The 57th began a series of battles with
Confederate forces on June 1, 1862. Homan was with the
regiment at Fair Oaks where they lost seven men and
eleven were wounded. Soon after, he came down with
typhoid fever, and was admitted to the hospital from June
13-21.
Homan returned to the unit in time to
participate in the Seven Days' Battle, which began at
Gaines Mill and ended at Malvern Hill. Even though Union
forces defeated General Robert E. Lee's forces at Malvern
Hill, they were unable to capture Richmond. As a result,
they were forced to pull back. The Seven Days' Battle
resulted in over 16,000 Union casualties and 20,000
Confederate casualties. The 57th suffered fifty-two
casualties.
In September of 1862, Robert E. Lee,
feeling confident after his decisive victory over the
Federals at the second battle of Bull Run, decided to
move northward. He crossed the Potomac into Maryland,
hoping to bring that border state into the Confederacy.
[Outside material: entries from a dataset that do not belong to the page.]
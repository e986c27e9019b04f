//! Build pipeline module for sassbuild
//!
//! Turns entry stylesheets into minified CSS artifacts.
//!
//! # Overview
//!
//! The build pipeline consists of:
//! - **Discovery**: Find entry stylesheets using glob patterns from config
//! - **Planning**: Pair each stylesheet with its destination artifact
//! - **Execution**: Compile, minify and write each file independently
//!
//! # Example
//!
//! ```ignore
//! use sassbuild::build::{BuildContext, BuildPipeline};
//! use sassbuild::config::load_config;
//!
//! let config = load_config(None)?;
//! let context = BuildContext::new(config, project_root);
//! let pipeline = BuildPipeline::new(context);
//!
//! let result = pipeline.run()?;
//! println!("Wrote {} stylesheets", result.written_count());
//! ```

pub mod context;
pub mod discovery;
pub mod pipeline;
pub mod result;
pub mod target;

pub use context::*;
pub use discovery::*;
pub use pipeline::*;
pub use result::*;
pub use target::*;
//! Artifact naming and writing

use std::ffi::OsStr;
use std::fs;
use std::io;
use std::path::{Path, PathBuf};
use thiserror::Error;

/// Extension given to every destination artifact
pub const CSS_EXTENSION: &str = "css";

/// Error type for output operations
#[derive(Debug, Error)]
pub enum OutputError {
    /// Source path has no file stem to name the artifact after
    #[error("Cannot derive an output name from {}", .0.display())]
    InvalidSource(PathBuf),
    /// Writing the artifact failed
    #[error("Failed to write {}: {source}", path.display())]
    Write {
        /// Artifact path
        path: PathBuf,
        /// Underlying I/O error
        #[source]
        source: io::Error,
    },
}

/// Generate the destination path for a source stylesheet.
///
/// | Source                     | Output            |
/// |----------------------------|-------------------|
/// | `static/sass/site.scss`    | `{out}/site.css`  |
/// | `themes/dark/theme.sass`   | `{out}/theme.css` |
/// | `static/sass/app.min.scss` | `{out}/app.min.css` |
pub fn output_path(out_dir: &Path, source: &Path) -> Result<PathBuf, OutputError> {
    let stem = source
        .file_stem()
        .filter(|s| !s.is_empty())
        .ok_or_else(|| OutputError::InvalidSource(source.to_path_buf()))?;

    let mut name = stem.to_os_string();
    name.push(".");
    name.push(OsStr::new(CSS_EXTENSION));
    Ok(out_dir.join(name))
}

/// Write an artifact, creating or overwriting it.
///
/// The text goes to a sibling temporary file first and is then renamed over
/// the destination, so a failed write never leaves a truncated artifact.
pub fn write_artifact(path: &Path, css: &str) -> Result<(), OutputError> {
    let wrap = |source: io::Error| OutputError::Write { path: path.to_path_buf(), source };

    if let Some(parent) = path.parent() {
        if !parent.as_os_str().is_empty() && !parent.exists() {
            fs::create_dir_all(parent).map_err(wrap)?;
        }
    }

    let mut tmp_name = path.file_name().map(|n| n.to_os_string()).unwrap_or_default();
    tmp_name.push(".tmp");
    let tmp = path.with_file_name(tmp_name);

    fs::write(&tmp, css).map_err(wrap)?;
    if let Err(e) = fs::rename(&tmp, path) {
        let _ = fs::remove_file(&tmp);
        return Err(wrap(e));
    }
    Ok(())
}
//! Build pipeline orchestration.
//!
//! The pipeline runs every entry stylesheet through compile, minify and write.
//! A failure in one file is recorded in its [`FileResult`] and never stops the
//! other files.

use crate::build::{
    create_build_plan, BuildContext, BuildPlan, BuildResult, BuildTarget, DiscoveryError,
    FileResult, Stage,
};
use crate::compile::SassCompiler;
use crate::config::DEFAULT_INCLUDE_PATH;
use crate::minify::CssMinifier;
use crate::output::write_artifact;
use rayon::prelude::*;
use std::fs;
use std::io;
use std::path::{Path, PathBuf};
use std::time::Instant;
use thiserror::Error;
use tracing::{debug, error, info, warn};

/// Error that aborts a whole build run.
#[derive(Debug, Error)]
pub enum BuildError {
    /// Discovery error
    #[error("Discovery error: {0}")]
    Discovery(#[from] DiscoveryError),
    /// A configured include path is not a directory
    #[error("Include path {} is not a directory", .0.display())]
    IncludePath(PathBuf),
    /// The destination directory could not be created
    #[error("Failed to create output directory {}: {source}", path.display())]
    OutputDir {
        /// Destination directory
        path: PathBuf,
        /// Underlying I/O error
        #[source]
        source: io::Error,
    },
    /// The worker pool could not be started
    #[error("Failed to start worker pool: {0}")]
    ThreadPool(#[from] rayon::ThreadPoolBuildError),
}

/// Build pipeline for executing builds.
pub struct BuildPipeline {
    /// Build context
    context: BuildContext,
    /// Compiler step
    compiler: SassCompiler,
    /// Minifier step
    minifier: CssMinifier,
    /// Whether to do a dry run (don't write anything)
    dry_run: bool,
    /// Number of worker threads
    jobs: usize,
}

impl BuildPipeline {
    /// Create a new build pipeline with stages configured from the context.
    pub fn new(context: BuildContext) -> Self {
        let compiler = context.compiler();
        let minifier = context.minifier();
        let jobs = context.jobs();
        Self { context, compiler, minifier, dry_run: false, jobs }
    }

    /// Set dry-run mode (don't actually write).
    pub fn with_dry_run(mut self, dry_run: bool) -> Self {
        self.dry_run = dry_run;
        self
    }

    /// Set the number of worker threads.
    pub fn with_jobs(mut self, jobs: usize) -> Self {
        self.jobs = jobs.max(1);
        self
    }

    /// Run the build pipeline.
    ///
    /// Discovers sources, creates a build plan, and executes it.
    pub fn run(&self) -> Result<BuildResult, BuildError> {
        let start = Instant::now();
        let plan = create_build_plan(&self.context)?;
        let result = self.execute_plan(&plan)?;
        Ok(result.with_duration(start.elapsed()))
    }

    fn execute_plan(&self, plan: &BuildPlan) -> Result<BuildResult, BuildError> {
        let mut result = BuildResult::new();
        result.dry_run = self.dry_run;

        if plan.is_empty() {
            info!("no stylesheets matched {:?}", self.context.source_patterns());
            return Ok(result);
        }

        self.check_include_paths()?;
        info!(files = plan.len(), jobs = self.jobs, "compiling stylesheets");

        if !self.dry_run {
            let out_dir = self.context.out_dir();
            fs::create_dir_all(&out_dir)
                .map_err(|source| BuildError::OutputDir { path: out_dir, source })?;
        }

        let files: Vec<FileResult> = if self.jobs > 1 && plan.len() > 1 {
            let pool = rayon::ThreadPoolBuilder::new().num_threads(self.jobs).build()?;
            pool.install(|| plan.targets().par_iter().map(|t| self.process_file(t)).collect())
        } else {
            plan.targets().iter().map(|t| self.process_file(t)).collect()
        };

        for file in files {
            result.add_result(file);
        }

        Ok(result)
    }

    /// Every configured include path must be a directory, except the stock
    /// `node_modules`, which many projects never install.
    fn check_include_paths(&self) -> Result<(), BuildError> {
        for configured in &self.context.config().sass.include_paths {
            let path = self.context.resolve_path(configured);
            if path.is_dir() {
                continue;
            }
            if configured.as_path() == Path::new(DEFAULT_INCLUDE_PATH) {
                warn!(path = %path.display(), "include path not found, skipping");
                continue;
            }
            return Err(BuildError::IncludePath(path));
        }
        Ok(())
    }

    /// Run one stylesheet through compile, minify and write.
    pub fn process_file(&self, target: &BuildTarget) -> FileResult {
        let start = Instant::now();
        let source = target.source.clone();
        let output = target.output.clone();

        if self.dry_run {
            info!(file = %source.display(), output = %output.display(), "would write");
            return FileResult::skipped(source, output);
        }

        let fail = |stage: Stage, message: String| {
            error!(file = %target.source.display(), %stage, "{}", message);
            FileResult::failed(
                target.source.clone(),
                target.output.clone(),
                stage,
                message,
                start.elapsed(),
            )
        };

        let compiled = match self.compiler.compile(&source) {
            Ok(compiled) => compiled,
            Err(e) => return fail(Stage::Compile, e.to_string()),
        };

        let minified = match self.minifier.minify(compiled) {
            Ok(minified) => minified,
            Err(e) => return fail(Stage::Minify, e.to_string()),
        };

        if let Err(e) = write_artifact(&output, &minified.css) {
            return fail(Stage::Write, e.to_string());
        }

        let bytes = minified.css.len();
        debug!(file = %source.display(), output = %output.display(), bytes, "wrote artifact");
        FileResult::written(source, output, bytes, start.elapsed())
    }
}

#[cfg(test)]
mod tests {
    use super::*;
    use crate::build::FileStatus;
    use crate::config::default_config;
    use tempfile::TempDir;

    fn project(files: &[(&str, &str)]) -> TempDir {
        let temp = TempDir::new().unwrap();
        fs::create_dir_all(temp.path().join("node_modules")).unwrap();
        for (name, content) in files {
            let path = temp.path().join(name);
            fs::create_dir_all(path.parent().unwrap()).unwrap();
            fs::write(path, content).unwrap();
        }
        temp
    }

    fn pipeline(temp: &TempDir) -> BuildPipeline {
        BuildPipeline::new(BuildContext::new(default_config(), temp.path().to_path_buf()))
    }

    #[test]
    fn test_pipeline_writes_minified_artifact() {
        let temp = project(&[("static/sass/a.scss", "$c: red;\n.x {\n  color: $c;\n}\n")]);

        let result = pipeline(&temp).run().unwrap();

        assert_eq!(result.written_count(), 1);
        let css = fs::read_to_string(temp.path().join("static/css/a.css")).unwrap();
        assert_eq!(css, ".x{color:red}");
    }

    #[test]
    fn test_pipeline_isolates_compile_failure() {
        let temp = project(&[
            ("static/sass/a.scss", "$c: red; .x { color: $c; }"),
            ("static/sass/b.scss", ".y { color: }"),
        ]);

        let result = pipeline(&temp).run().unwrap();

        assert_eq!(result.written_count(), 1);
        assert_eq!(result.compile_failures(), 1);
        assert!(result.exit_ok(false));
        assert_eq!(result.files[1].status.failed_stage(), Some(Stage::Compile));
        assert!(!temp.path().join("static/css/b.css").exists());
    }

    #[test]
    fn test_pipeline_missing_include_path_is_fatal() {
        let temp = project(&[("static/sass/a.scss", ".x { color: red; }")]);
        let mut config = default_config();
        config.sass.include_paths.push(PathBuf::from("vendor"));

        let ctx = BuildContext::new(config, temp.path().to_path_buf());
        let err = BuildPipeline::new(ctx).run().unwrap_err();
        assert!(matches!(err, BuildError::IncludePath(ref p) if p.ends_with("vendor")));
        assert!(!temp.path().join("static/css").exists());
    }

    #[test]
    fn test_pipeline_missing_node_modules_is_skipped() {
        let temp = project(&[("static/sass/a.scss", ".x { color: red; }")]);
        fs::remove_dir(temp.path().join("node_modules")).unwrap();

        let result = pipeline(&temp).run().unwrap();
        assert_eq!(result.written_count(), 1);
    }

    #[test]
    fn test_pipeline_empty_run_ignores_include_paths() {
        let temp = TempDir::new().unwrap();
        let mut config = default_config();
        config.sass.include_paths.push(PathBuf::from("vendor"));

        let ctx = BuildContext::new(config, temp.path().to_path_buf());
        let result = BuildPipeline::new(ctx).run().unwrap();
        assert!(result.files.is_empty());
    }

    #[test]
    fn test_pipeline_empty_run_creates_nothing() {
        let temp = project(&[]);

        let result = pipeline(&temp).run().unwrap();
        assert!(result.files.is_empty());
        assert!(result.is_success());
        assert!(!temp.path().join("static/css").exists());
    }

    #[test]
    fn test_pipeline_dry_run_writes_nothing() {
        let temp = project(&[("static/sass/a.scss", ".x { color: red; }")]);

        let result = pipeline(&temp).with_dry_run(true).run().unwrap();

        assert!(result.dry_run);
        assert_eq!(result.files.len(), 1);
        assert_eq!(result.files[0].status, FileStatus::Skipped);
        assert_eq!(result.files[0].output, temp.path().join("static/css/a.css"));
        assert!(!temp.path().join("static/css").exists());
    }

    #[test]
    fn test_pipeline_output_dir_blocked_by_file() {
        let temp = project(&[("static/sass/a.scss", ".x { color: red; }")]);
        fs::write(temp.path().join("static/css"), "not a directory").unwrap();

        let err = pipeline(&temp).run().unwrap_err();
        assert!(matches!(err, BuildError::OutputDir { .. }));
    }

    #[test]
    fn test_pipeline_parallel_matches_sequential() {
        let files: Vec<(String, String)> = (0..8)
            .map(|i| (format!("static/sass/f{}.scss", i), format!(".c{} {{ width: {}px; }}", i, i)))
            .collect();
        let refs: Vec<(&str, &str)> = files.iter().map(|(n, c)| (n.as_str(), c.as_str())).collect();
        let temp = project(&refs);

        let sequential = pipeline(&temp).run().unwrap();
        let parallel = pipeline(&temp).with_jobs(4).run().unwrap();

        let order = |r: &BuildResult| r.files.iter().map(|f| f.source.clone()).collect::<Vec<_>>();
        assert_eq!(order(&sequential), order(&parallel));
        assert_eq!(parallel.written_count(), 8);
    }
}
Union General George McClellan moved his forces to meet
this challenge. On September 17, 1862, both armies met at
a place called Sharpsburg.

Main Street in Sharpsburg. Robert E. Lee and his troops
marched down this street on their way to Antietam Creek.
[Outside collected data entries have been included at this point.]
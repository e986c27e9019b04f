//! Configuration schema types for `sassbuild.toml`
//!
//! Defines the structure and validation rules for a stylesheet build project.

use serde::{Deserialize, Serialize};
use std::collections::BTreeMap;
use std::path::PathBuf;

use crate::tasks::TaskGraph;

/// Include path used when `[sass].include_paths` is not set. Optional: a
/// project without it still builds.
pub const DEFAULT_INCLUDE_PATH: &str = "node_modules";

/// Output style handed to the SASS compiler
#[derive(Debug, Clone, Copy, PartialEq, Eq, Serialize, Deserialize, Default)]
#[serde(rename_all = "lowercase")]
pub enum OutputStyle {
    /// One declaration per line, nested blocks indented
    #[default]
    Expanded,
    /// As little whitespace as the compiler can manage
    Compressed,
}

impl std::fmt::Display for OutputStyle {
    fn fmt(&self, f: &mut std::fmt::Formatter<'_>) -> std::fmt::Result {
        match self {
            OutputStyle::Expanded => write!(f, "expanded"),
            OutputStyle::Compressed => write!(f, "compressed"),
        }
    }
}

impl std::str::FromStr for OutputStyle {
    type Err = String;

    fn from_str(s: &str) -> Result<Self, Self::Err> {
        match s.to_ascii_lowercase().as_str() {
            "expanded" => Ok(OutputStyle::Expanded),
            "compressed" => Ok(OutputStyle::Compressed),
            other => Err(format!("unknown output style '{}', expected expanded or compressed", other)),
        }
    }
}

/// Project metadata section
#[derive(Debug, Clone, Serialize, Deserialize)]
pub struct ProjectConfig {
    /// Project name (required)
    pub name: String,
}

/// Stylesheet compilation settings
#[derive(Debug, Clone, Serialize, Deserialize)]
pub struct SassConfig {
    /// Glob patterns selecting entry stylesheets, relative to the project root
    #[serde(default = "default_sources")]
    pub sources: Vec<String>,
    /// Directories searched when resolving `@import`/`@use`
    #[serde(default = "default_include_paths")]
    pub include_paths: Vec<PathBuf>,
    /// Destination directory for compiled CSS
    #[serde(default = "default_out")]
    pub out: PathBuf,
    /// Compiler output style (before minification)
    #[serde(default)]
    pub style: OutputStyle,
    /// Silence `@warn` and `@debug` output from stylesheets
    #[serde(default)]
    pub quiet: bool,
}

fn default_sources() -> Vec<String> {
    vec!["static/sass/*.scss".to_string()]
}

fn default_include_paths() -> Vec<PathBuf> {
    vec![PathBuf::from(DEFAULT_INCLUDE_PATH)]
}

fn default_out() -> PathBuf {
    PathBuf::from("static/css")
}

impl Default for SassConfig {
    fn default() -> Self {
        Self {
            sources: default_sources(),
            include_paths: default_include_paths(),
            out: default_out(),
            style: OutputStyle::default(),
            quiet: false,
        }
    }
}

/// Minifier settings
#[derive(Debug, Clone, Serialize, Deserialize)]
pub struct MinifyConfig {
    /// Run compiled CSS through the minifier
    #[serde(default = "default_true")]
    pub enabled: bool,
}

fn default_true() -> bool {
    true
}

impl Default for MinifyConfig {
    fn default() -> Self {
        Self { enabled: true }
    }
}

/// Build execution settings
#[derive(Debug, Clone, Serialize, Deserialize)]
pub struct BuildConfig {
    /// Number of worker threads (1 = sequential)
    #[serde(default = "default_jobs")]
    pub jobs: usize,
    /// Treat compile errors as a failed run
    #[serde(default)]
    pub strict: bool,
}

fn default_jobs() -> usize {
    1
}

impl Default for BuildConfig {
    fn default() -> Self {
        Self { jobs: default_jobs(), strict: false }
    }
}

/// Complete sassbuild.toml configuration
#[derive(Debug, Clone, Serialize, Deserialize)]
pub struct SassBuildConfig {
    /// Project metadata (required)
    pub project: ProjectConfig,
    /// Compilation settings
    #[serde(default)]
    pub sass: SassConfig,
    /// Minifier settings
    #[serde(default)]
    pub minify: MinifyConfig,
    /// Execution settings
    #[serde(default)]
    pub build: BuildConfig,
    /// Task aliases, each naming the tasks it runs
    #[serde(default)]
    pub tasks: BTreeMap<String, Vec<String>>,
}

/// Configuration validation error
#[derive(Debug, Clone)]
pub struct ConfigValidationError {
    /// Path to the invalid field (e.g., "sass.sources")
    pub field: String,
    /// Error message
    pub message: String,
}

impl std::fmt::Display for ConfigValidationError {
    fn fmt(&self, f: &mut std::fmt::Formatter<'_>) -> std::fmt::Result {
        write!(f, "sassbuild.toml: '{}' {}", self.field, self.message)
    }
}

impl SassBuildConfig {
    /// Validate the configuration and return any errors
    pub fn validate(&self) -> Vec<ConfigValidationError> {
        let mut errors = Vec::new();

        if self.project.name.is_empty() {
            errors.push(ConfigValidationError {
                field: "project.name".to_string(),
                message: "must be a non-empty string".to_string(),
            });
        }

        if self.sass.sources.is_empty() {
            errors.push(ConfigValidationError {
                field: "sass.sources".to_string(),
                message: "must contain at least one glob pattern".to_string(),
            });
        }

        for (i, pattern) in self.sass.sources.iter().enumerate() {
            if pattern.trim().is_empty() {
                errors.push(ConfigValidationError {
                    field: format!("sass.sources[{}]", i),
                    message: "must not be empty".to_string(),
                });
            } else if let Err(e) = glob::Pattern::new(pattern) {
                errors.push(ConfigValidationError {
                    field: format!("sass.sources[{}]", i),
                    message: format!("is not a valid glob pattern: {}", e),
                });
            }
        }

        if self.sass.out.as_os_str().is_empty() {
            errors.push(ConfigValidationError {
                field: "sass.out".to_string(),
                message: "must be a non-empty path".to_string(),
            });
        }

        if self.build.jobs == 0 {
            errors.push(ConfigValidationError {
                field: "build.jobs".to_string(),
                message: "must be a positive integer".to_string(),
            });
        }

        if let Err(e) = TaskGraph::with_aliases(&self.tasks) {
            errors.push(ConfigValidationError { field: "tasks".to_string(), message: e.to_string() });
        }

        errors
    }

    /// Check if validation passed
    pub fn is_valid(&self) -> bool {
        self.validate().is_empty()
    }
}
The 57th engaged in combat on Thursday,
September 17, at a place known locally as the Sunken
Road. The road had been worn down over the years by the
weight of wagons and by erosion so that it lay several
feet below the bordering fields. Sunken Road at first
made a perfect rifle trench for concealed Confederate
troops. By the end of the day, however, it acquired a new
name, Bloody Lane.
Corporal Joel Ruland of Manorville.
Ruland was one of several local men, who enlisted in
Company I, of the 57th New York. Ruland was killed in
action at Antietam. A soldier next to Ruland heard him
exclaim "My God I am dead" as he was shot.
Photo from the collection of Nate Carter.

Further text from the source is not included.